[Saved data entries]

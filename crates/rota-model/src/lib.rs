// Copyright (c) 2025 Felix Kahle.
//
// Permission is hereby granted, free of charge, to any person obtaining
// a copy of this software and associated documentation files (the
// "Software"), to deal in the Software without restriction, including
// without limitation the rights to use, copy, modify, merge, publish,
// distribute, sublicense, and/or sell copies of the Software, and to
// permit persons to whom the Software is furnished to do so, subject to
// the following conditions:
//
// The above copyright notice and this permission notice shall be
// included in all copies or substantial portions of the Software.
//
// THE SOFTWARE IS PROVIDED "AS IS", WITHOUT WARRANTY OF ANY KIND,
// EXPRESS OR IMPLIED, INCLUDING BUT NOT LIMITED TO THE WARRANTIES OF
// MERCHANTABILITY, FITNESS FOR A PARTICULAR PURPOSE AND
// NONINFRINGEMENT. IN NO EVENT SHALL THE AUTHORS OR COPYRIGHT HOLDERS BE
// LIABLE FOR ANY CLAIM, DAMAGES OR OTHER LIABILITY, WHETHER IN AN ACTION
// OF CONTRACT, TORT OR OTHERWISE, ARISING FROM, OUT OF OR IN CONNECTION
// WITH THE SOFTWARE OR THE USE OR OTHER DEALINGS IN THE SOFTWARE.

//! # Rota Model
//!
//! **The Core Domain Model for the Rota On-Call Scheduling Solver.**
//!
//! This crate defines the data structures that represent an on-call duty
//! assignment problem: who can be on duty when, and which hard rules any
//! roster must satisfy. It serves as the data interchange layer between the
//! problem definition (user input) and the solving engine (`rota_dfs`).
//!
//! ## Architecture
//!
//! The crate is designed around a strict separation of concerns between
//! **construction** and **solving**:
//!
//! * **`index`**: Strongly-typed wrappers (`StaffIndex`, `DayIndex`,
//!   `VarIndex`, `ConstraintIndex`) to prevent logical indexing errors.
//! * **`calendar`**: The ordered day sequence with day kinds and month
//!   buckets, built once per run by `CalendarBuilder`.
//! * **`roster`**: Immutable staff records with specialty tags and vacation
//!   spans.
//! * **`config`**: The explicit, immutable configuration value threaded
//!   through the pipeline; no component reads ambient state.
//! * **`validate`**: Fail-fast input validation so the solver never sees an
//!   inconsistent instance.
//! * **`model`**: The `Model` (immutable, optimized for solving) and
//!   `ModelBuilder` (translates calendar + roster + config into cardinality
//!   constraints over boolean decision variables).
//! * **`solution`**: A total binding of every decision variable.
//! * **`schedule`**: The per-day output rows extracted from a solution.
//!
//! ## Design Philosophy
//!
//! 1.  **Type Safety**: Indices are distinct types. You cannot accidentally
//!     use a `StaffIndex` to access a day.
//! 2.  **Single Constraint Normal Form**: every rule — coverage, spacing,
//!     quotas, fairness bands, specialty exclusivity — is a cardinality
//!     bound `lo <= sum(vars) <= hi`, which keeps propagation uniform.
//! 3.  **Fail-Fast**: Builders and validators reject bad input eagerly so
//!     the search phase only ever observes a well-formed model.

pub mod calendar;
pub mod config;
pub mod index;
pub mod model;
pub mod roster;
pub mod schedule;
pub mod solution;
pub mod validate;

EXERCISE INSTRUCTIONS: Filter the lines above so that only those with the string "every" remain, then copy them.

TASK RESULT:
//! * **`solution`**: A total binding of every decision variable.
//! 2.  **Single Constraint Normal Form**: every rule — coverage, spacing,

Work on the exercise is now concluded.